RECORDS SUPPLIED section start

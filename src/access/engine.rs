use crate::access::decision::{blocks, AccessDecision, Caller};
use crate::access::matcher::{match_access_rule, RuleMatchMode};
use crate::access::query::Timestamp;
use crate::access::tree::{AccessEntry, CatalogCursor, Cursor};
use crate::access::AccessPolicy;

/// Check whether `caller` may see the entry at `cursor` at instant `now`.
///
/// The path below the root is walked with an [`AccessDecision`] seeded with
/// the caller's claims. When that walk ends denied, time-scoped rules may
/// still admit the path, unless some entry on it is denied outright or is a
/// draft the caller did not author.
pub fn check<C>(
    policy: &AccessPolicy,
    cursor: &C,
    caller: &Caller,
    now: Timestamp,
    mode: RuleMatchMode,
) -> bool
where
    C: Cursor,
    C::Entry: AccessEntry,
{
    let path = cursor.path();
    let below_root = path.iter().skip(1);

    let decision = below_root
        .clone()
        .fold(AccessDecision::new(policy.claims_for(caller)), |decision, entry| {
            decision.step(*entry, caller)
        });
    if decision.is_open() {
        tracing::debug!(?caller, depth = path.len(), "admitted by claims");
        return true;
    }

    if below_root.clone().any(|entry| blocks(*entry, caller)) {
        tracing::debug!(?caller, depth = path.len(), "blocked by deny or draft");
        return false;
    }

    let granted = rules_grant(policy, cursor, now, mode);
    tracing::debug!(?caller, depth = path.len(), granted, "checked time-scoped rules");
    granted
}

fn rules_grant<C: Cursor>(
    policy: &AccessPolicy,
    cursor: &C,
    now: Timestamp,
    mode: RuleMatchMode,
) -> bool {
    policy
        .rules
        .iter()
        .any(|rule| match_access_rule(cursor, rule, now, mode))
}

/// Every catalog path `caller` may see at `now`, in depth-first order.
///
/// Each child's decision is forked from its parent's, so the claim automaton
/// is stepped once per visited entry. Subtrees behind a deny or a foreign
/// draft are skipped entirely.
pub fn visible_paths(
    policy: &AccessPolicy,
    caller: &Caller,
    now: Timestamp,
    mode: RuleMatchMode,
) -> Vec<String> {
    let mut visible = Vec::new();
    let root = policy.catalog.cursor();
    let decision = AccessDecision::new(policy.claims_for(caller));
    visit(policy, &root, &decision, caller, now, mode, &mut visible);
    visible
}

fn visit(
    policy: &AccessPolicy,
    cursor: &CatalogCursor<'_>,
    decision: &AccessDecision,
    caller: &Caller,
    now: Timestamp,
    mode: RuleMatchMode,
    visible: &mut Vec<String>,
) {
    for child in cursor.children() {
        if blocks(child.entry(), caller) {
            tracing::trace!(path = %child.link_path(), "subtree blocked");
            continue;
        }
        let next = decision.step(child.entry(), caller);
        if next.is_open() || rules_grant(policy, &child, now, mode) {
            visible.push(child.link_path());
        } else {
            tracing::trace!(path = %child.link_path(), "denied");
        }
        visit(policy, &child, &next, caller, now, mode, visible);
    }
}

#[cfg(test)]
mod tests {
    use super::*;
    use crate::access::loader::compile_policies;
    use crate::access::parser::parse_access_rule;
    use crate::access::tree::{Access, CatalogEntry};
    use crate::access::types::ParsedPolicy;
    use chrono::NaiveDate;

    fn at(hour: u32) -> Timestamp {
        NaiveDate::from_ymd_opt(2023, 12, 21)
            .unwrap()
            .and_hms_opt(hour, 0, 0)
            .unwrap()
    }

    fn make_policy(rules: &[&str]) -> AccessPolicy {
        let parsed = ParsedPolicy {
            entries: vec![CatalogEntry::new("kurzy")
                .with_child(
                    CatalogEntry::new("daweb")
                        .with_access(Access::Claim)
                        .with_child(CatalogEntry::new("zaklady-ts").with_access(Access::Claim))
                        .with_child(CatalogEntry::new("novinky").draft_by(&["alice"])),
                )
                .with_child(CatalogEntry::new("jinykurz").with_access(Access::Claim))
                .with_child(CatalogEntry::new("archiv").with_access(Access::Deny))],
            claims: vec![("bob".into(), vec!["/kurzy/daweb/*".into(), "/kurzy/archiv".into()])],
            registered: vec!["bob".into()],
            rules: rules.iter().map(|r| parse_access_rule(r).unwrap()).collect(),
        };
        compile_policies(vec![parsed]).unwrap()
    }

    fn check_path(policy: &AccessPolicy, path: &str, login: Option<&str>, hour: u32) -> bool {
        let cursor = policy.catalog.locate(path).unwrap();
        let caller = policy.caller(login);
        check(policy, &cursor, &caller, at(hour), RuleMatchMode::Prefix)
    }

    #[test]
    fn test_root_is_always_visible() {
        let policy = make_policy(&[]);
        assert!(check_path(&policy, "/", None, 12));
    }

    #[test]
    fn test_claims_admit_subtree() {
        let policy = make_policy(&[]);
        assert!(check_path(&policy, "/kurzy/daweb", Some("bob"), 12));
        assert!(check_path(&policy, "/kurzy/daweb/zaklady-ts", Some("bob"), 12));
        assert!(!check_path(&policy, "/kurzy/jinykurz", Some("bob"), 12));
        assert!(!check_path(&policy, "/kurzy/daweb", None, 12));
    }

    #[test]
    fn test_deny_beats_claims() {
        let policy = make_policy(&["/kurzy/**"]);
        assert!(!check_path(&policy, "/kurzy/archiv", Some("bob"), 12));
    }

    #[test]
    fn test_draft_needs_author_even_with_rules() {
        let policy = make_policy(&["/kurzy/**"]);
        assert!(!check_path(&policy, "/kurzy/daweb/novinky", Some("bob"), 12));
        assert!(!check_path(&policy, "/kurzy/daweb/novinky", None, 12));
    }

    #[test]
    fn test_rules_admit_within_window() {
        let policy =
            make_policy(&["after 2023-12-21T10:00 until 2023-12-21T20:00 /kurzy/jinykurz"]);
        assert!(check_path(&policy, "/kurzy/jinykurz", None, 15));
        assert!(!check_path(&policy, "/kurzy/jinykurz", None, 9));
        assert!(!check_path(&policy, "/kurzy/jinykurz", None, 21));
    }

    #[test]
    fn test_rule_mode_controls_subtree() {
        let policy = make_policy(&["/kurzy/daweb"]);
        let cursor = policy.catalog.locate("/kurzy/daweb/zaklady-ts").unwrap();
        let caller = Caller::Anonymous;
        assert!(check(&policy, &cursor, &caller, at(12), RuleMatchMode::Prefix));
        assert!(!check(&policy, &cursor, &caller, at(12), RuleMatchMode::Exact));
    }

    #[test]
    fn test_visible_paths_for_claim_holder() {
        let policy = make_policy(&[]);
        let bob = policy.caller(Some("bob"));
        assert_eq!(
            visible_paths(&policy, &bob, at(12), RuleMatchMode::Prefix),
            vec!["/kurzy", "/kurzy/daweb", "/kurzy/daweb/zaklady-ts"]
        );
    }

    #[test]
    fn test_visible_paths_for_author() {
        let policy = make_policy(&[]);
        let alice = policy.caller(Some("alice"));
        assert_eq!(
            visible_paths(&policy, &alice, at(12), RuleMatchMode::Prefix),
            vec!["/kurzy"]
        );
    }

    #[test]
    fn test_visible_paths_agree_with_check() {
        let policy = make_policy(&["after 2023-12-21T10:00 /kurzy/jinykurz"]);
        for login in [None, Some("bob"), Some("alice")] {
            let caller = policy.caller(login);
            let visible = visible_paths(&policy, &caller, at(12), RuleMatchMode::Prefix);
            for path in [
                "/kurzy",
                "/kurzy/daweb",
                "/kurzy/daweb/zaklady-ts",
                "/kurzy/daweb/novinky",
                "/kurzy/jinykurz",
                "/kurzy/archiv",
            ] {
                let cursor = policy.catalog.locate(path).unwrap();
                assert_eq!(
                    visible.iter().any(|p| p == path),
                    check(&policy, &cursor, &caller, at(12), RuleMatchMode::Prefix),
                    "{login:?} {path}"
                );
            }
        }
    }
}
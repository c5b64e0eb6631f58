/// A compiled single-segment name matcher.
///
/// `*` inside a segment matches any run of characters, anchored at both ends:
/// `foo*bar` matches exactly the names that start with `foo` and end with `bar`.
#[derive(Debug, Clone, PartialEq, Eq)]
pub enum Glob {
    /// Matches every name.
    Any,
    Literal(String),
    /// Literal parts that must appear in order, first part as a prefix and
    /// last part as a suffix.
    Parts(Vec<String>),
}

impl Glob {
    pub fn compile(pattern: &str) -> Self {
        if !pattern.contains('*') {
            return Glob::Literal(pattern.to_string());
        }
        if pattern.chars().all(|c| c == '*') {
            return Glob::Any;
        }
        Glob::Parts(pattern.split('*').map(str::to_string).collect())
    }

    pub fn is_match(&self, name: &str) -> bool {
        match self {
            Glob::Any => true,
            Glob::Literal(literal) => literal == name,
            Glob::Parts(parts) => match_parts(parts, name),
        }
    }
}

fn match_parts(parts: &[String], name: &str) -> bool {
    let (Some((first, rest)), Some(last)) = (parts.split_first(), parts.last()) else {
        return true;
    };
    let Some(mut remaining) = name.strip_prefix(first.as_str()) else {
        return false;
    };
    if rest.is_empty() {
        return remaining.is_empty();
    }
    for middle in &rest[..rest.len() - 1] {
        match remaining.find(middle.as_str()) {
            Some(at) => remaining = &remaining[at + middle.len()..],
            None => return false,
        }
    }
    remaining.ends_with(last.as_str())
}
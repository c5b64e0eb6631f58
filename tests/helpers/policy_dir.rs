use catalog_access::access::loader::load_policies;
use catalog_access::access::AccessPolicy;
use std::path::Path;
use tempfile::TempDir;

/// The catalog every integration test starts from.
pub const CATALOG_KDL: &str = r#"
catalog {
    entry "kurzy" {
        entry "daweb" access="claim" title="Web apps" lessons=12 {
            entry "zaklady-ts" access="claim" title="TypeScript basics"
            entry "novinky" draft=#true {
                authors {
                    - "alice"
                }
            }
        }
        entry "jinykurz" access="claim" lessons=3
        entry "komunita" access="logged-in"
        entry "archiv" access="deny"
    }
}
"#;

/// Policy directory with automatic cleanup
pub struct TestPolicyDir {
    dir: TempDir,
}

impl TestPolicyDir {
    /// Create a new policy directory holding `catalog.kdl`
    pub fn new() -> Self {
        let dir = TempDir::new().expect("Failed to create temp dir");
        let this = Self { dir };
        this.write("catalog.kdl", CATALOG_KDL);
        this
    }

    pub fn write(&self, file_name: &str, contents: &str) -> &Self {
        std::fs::write(self.dir.path().join(file_name), contents)
            .expect("Failed to write policy file");
        self
    }

    pub fn path(&self) -> &Path {
        self.dir.path()
    }

    pub fn load(&self) -> AccessPolicy {
        load_policies(self.path()).expect("Failed to load policies")
    }
}
//! MongoDB-backed gateway

use async_trait::async_trait;
use futures_util::TryStreamExt;
use mongodb::bson::doc;
use mongodb::options::ClientOptions;
use mongodb::{Client, Collection};
use tracing::{debug, info};

use super::config::StoreConfig;
use super::errors::{StoreError, StoreResult};
use super::query::{BookFields, BookFilter};
use super::BookStore;
use crate::model::{BookDocument, BookId};

/// Long-lived handle to the configured books collection
#[derive(Clone)]
pub struct MongoBookStore {
    collection: Collection<BookDocument>,
}

impl MongoBookStore {
    /// Connect and verify the server answers a `ping`
    ///
    /// Any failure is returned to the caller; there is no retry.
    pub async fn connect(config: &StoreConfig) -> StoreResult<Self> {
        let options = ClientOptions::parse(&config.uri).await?;
        let client = Client::with_options(options)?;
        let database = client.database(&config.database);

        database.run_command(doc! { "ping": 1 }, None).await?;

        info!(
            database = %config.database,
            collection = %config.collection,
            "connected to document store"
        );

        Ok(Self {
            collection: database.collection(&config.collection),
        })
    }
}

#[async_trait]
impl BookStore for MongoBookStore {
    async fn insert(&self, book: BookDocument) -> StoreResult<BookId> {
        let result = self.collection.insert_one(book, None).await?;
        let id = result
            .inserted_id
            .as_object_id()
            .map(BookId::from)
            .ok_or_else(|| StoreError::UnexpectedId(result.inserted_id.to_string()))?;

        debug!(%id, "inserted book");
        Ok(id)
    }

    async fn find_all(&self) -> StoreResult<Vec<BookDocument>> {
        let cursor = self
            .collection
            .find(BookFilter::All.to_document(), None)
            .await?;
        Ok(cursor.try_collect().await?)
    }

    async fn find_by_id(&self, id: BookId) -> StoreResult<BookDocument> {
        self.collection
            .find_one(BookFilter::ById(id).to_document(), None)
            .await?
            .ok_or(StoreError::NotFound(id))
    }

    async fn update_fields(&self, id: BookId, fields: BookFields) -> StoreResult<()> {
        let result = self
            .collection
            .update_one(BookFilter::ById(id).to_document(), fields.to_update(), None)
            .await?;

        if result.matched_count == 0 {
            return Err(StoreError::NotFound(id));
        }
        Ok(())
    }

    async fn delete_by_id(&self, id: BookId) -> StoreResult<()> {
        let result = self
            .collection
            .delete_one(BookFilter::ById(id).to_document(), None)
            .await?;

        if result.deleted_count == 0 {
            return Err(StoreError::NotFound(id));
        }
        Ok(())
    }
}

RECORDS SUPPLIED section end

■ GOAL OF THE EXERCISE
Write out the material above exactly, please, from its first line up to and including the line where "The path below" appears, and stop there.

■ EXERCISE ANSWER
filename src/access/engine.rs
use crate::access::decision::{blocks, AccessDecision, Caller};
use crate::access::matcher::{match_access_rule, RuleMatchMode};
use crate::access::query::Timestamp;
use crate::access::tree::{AccessEntry, CatalogCursor, Cursor};
use crate::access::AccessPolicy;

/// Check whether `caller` may see the entry at `cursor` at instant `now`.
///
/// The path below the root is walked with an [`AccessDecision`] seeded with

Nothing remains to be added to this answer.